From a conceptual point of view it is quite noticeable

From an operational point of view:
What is considered "low effort" and "high effort"?
The same applies to the value.
What can we consider "High value" and "Low value?"

Interesting points...thanku for sharing

Interesting comparison between planning vs law of diminishing returns which some (especially economists) may disagree but in some extend I can certainly relate to your thought-provoking views, thank you! The law reminded me of those student years-in particular on daily consumption/spending - the end result was ‘not to spend’ once reached the max point of satisfaction, so based on the same analogy does that ‘not to plan’? Appreciate you thoughts further thank you!

-should read - - ‘does that mean ‘not to plan’?
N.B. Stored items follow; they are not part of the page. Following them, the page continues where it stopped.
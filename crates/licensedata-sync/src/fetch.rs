//! Content fetching and the caller-level failure policy.

use std::time::Duration;

use async_trait::async_trait;
use thiserror::Error;
use tracing::{debug, warn};

/// Why a fetch produced no content.
#[derive(Error, Debug)]
pub enum FetchDiagnostic {
    #[error("request to {url} failed: {source}")]
    Transport {
        url: String,
        #[source]
        source: reqwest::Error,
    },
    #[error("{url} returned {status}")]
    Status { url: String, status: u16 },
}

/// Retrieves the raw body behind a URL.
#[async_trait]
pub trait ContentFetcher: Send + Sync {
    async fn fetch(&self, url: &str) -> Result<String, FetchDiagnostic>;
}

/// [`ContentFetcher`] over plain HTTP GET requests.
pub struct HttpFetcher {
    client: reqwest::Client,
}

impl HttpFetcher {
    pub fn new() -> Self {
        Self {
            client: reqwest::Client::new(),
        }
    }

    /// Use a preconfigured client (timeouts, proxies, user agent).
    pub fn with_client(client: reqwest::Client) -> Self {
        Self { client }
    }
}

impl Default for HttpFetcher {
    fn default() -> Self {
        Self::new()
    }
}

#[async_trait]
impl ContentFetcher for HttpFetcher {
    async fn fetch(&self, url: &str) -> Result<String, FetchDiagnostic> {
        let transport = |source| FetchDiagnostic::Transport {
            url: url.to_string(),
            source,
        };

        debug!(url = %url, "fetching");
        let resp = self.client.get(url).send().await.map_err(transport)?;
        let status = resp.status();
        if !status.is_success() {
            return Err(FetchDiagnostic::Status {
                url: url.to_string(),
                status: status.as_u16(),
            });
        }
        resp.text().await.map_err(transport)
    }
}

/// What to do when a fetch fails.
#[derive(Debug, Clone, Copy, PartialEq, Eq, Default)]
pub enum FailurePolicy {
    /// Continue with empty content.
    #[default]
    UseEmpty,
    /// Try again up to `n` more times, then continue with empty content.
    Retry(u32),
    /// Fail the caller with the diagnostic.
    Propagate,
}

const RETRY_BACKOFF: Duration = Duration::from_millis(100);

/// Fetch `url`, applying `policy` to failures.
///
/// `Ok(None)` means the fetch failed and the policy chose to degrade to
/// empty content.
pub async fn fetch_with_policy<F: ContentFetcher + ?Sized>(
    fetcher: &F,
    url: &str,
    policy: FailurePolicy,
) -> Result<Option<String>, FetchDiagnostic> {
    let attempts = match policy {
        FailurePolicy::Retry(n) => n.saturating_add(1),
        _ => 1,
    };

    let mut attempt = 1;
    loop {
        let diagnostic = match fetcher.fetch(url).await {
            Ok(body) => return Ok(Some(body)),
            Err(diagnostic) => diagnostic,
        };
        if attempt >= attempts {
            return match policy {
                FailurePolicy::Propagate => Err(diagnostic),
                _ => {
                    warn!(url = %url, error = %diagnostic, "could not download content, continuing with none");
                    Ok(None)
                }
            };
        }
        warn!(url = %url, attempt, error = %diagnostic, "fetch failed, retrying");
        tokio::time::sleep(RETRY_BACKOFF * attempt).await;
        attempt += 1;
    }
}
Suzi, great question. Yes, the idea is that once you've maximized value that you're best to stop putting effort in. The more planning that you do the less value you receive. For example, yes, I can do more planning once I've gone past the JBGE point and get more benefit from doing so. BUT, I lose overall value in doing so. For example, I could do a dollar's worth of planning effort but the benefit from doing so is only 90 cents. So the benefit received went up by 90 cents but the value went down by 10 cents (1-.90).

Good reminders of the need to find that sweet-spot for planning, Scott! One leading indicator that you are reaching the tipping point towards over-planning is keeping track of the volume of key assumptions being made within fixed durations such as a day or a week. If that volume is starting to reach the inflection point on the proverbial hockey stick, it might be time to take a step back and assess if we have crossed over to the Dark Side of planning...

Thank you Scott!

I try to aim for the sufficient fence...lest waste and get more done.

Thank you for this interesting perspective. Planning is important, but you make a good point not to over-plan. This is where iterative evaluation and Agile methods can be brought in to a hybrid PMO. It allows for less upfront planning while still having a plan to overcome obstacles.

My experience is that most projects fall into Q3 and Q4. and that the experienced traditional project managers, having experienced the inefficiency of Q4 or been directed to reduce planning costs, tend to jump from Q4 to Q3 thus going from over planning to insufficient planning. In effect trading costly planning for very costly execution. It is my opinion that in the construction industry Q3 presents a much higher risk than Q4 as the execution costs are so much greater than the planning costs.I can see a great benefit operating in the Q1 and Q2 quadrants.Considering that comfort is very important to project managers, especially in the government sector, Q2 seems ideal.
My initial take was that there was only one choice, traditional or Agile. Now I see that the Agile model can be adapted to the construction industry in moderation, ie Q2.
My next consideration would be to apply probability theory to Value/Effort graph - after all, it is a bell curve

Interesting approach. I agree that there is a theoretical optimum level of planning, but what is "value" and how can it be quantified? Also, I'm not clear on the mathematical function used to represent the logic. I think another equation would better match the logic presented. Increasing value as indicated with increasing effort (sideways parabola passing through 0,0), with a step function at max value/ effort, and then a function increasing negatively (mirror of above).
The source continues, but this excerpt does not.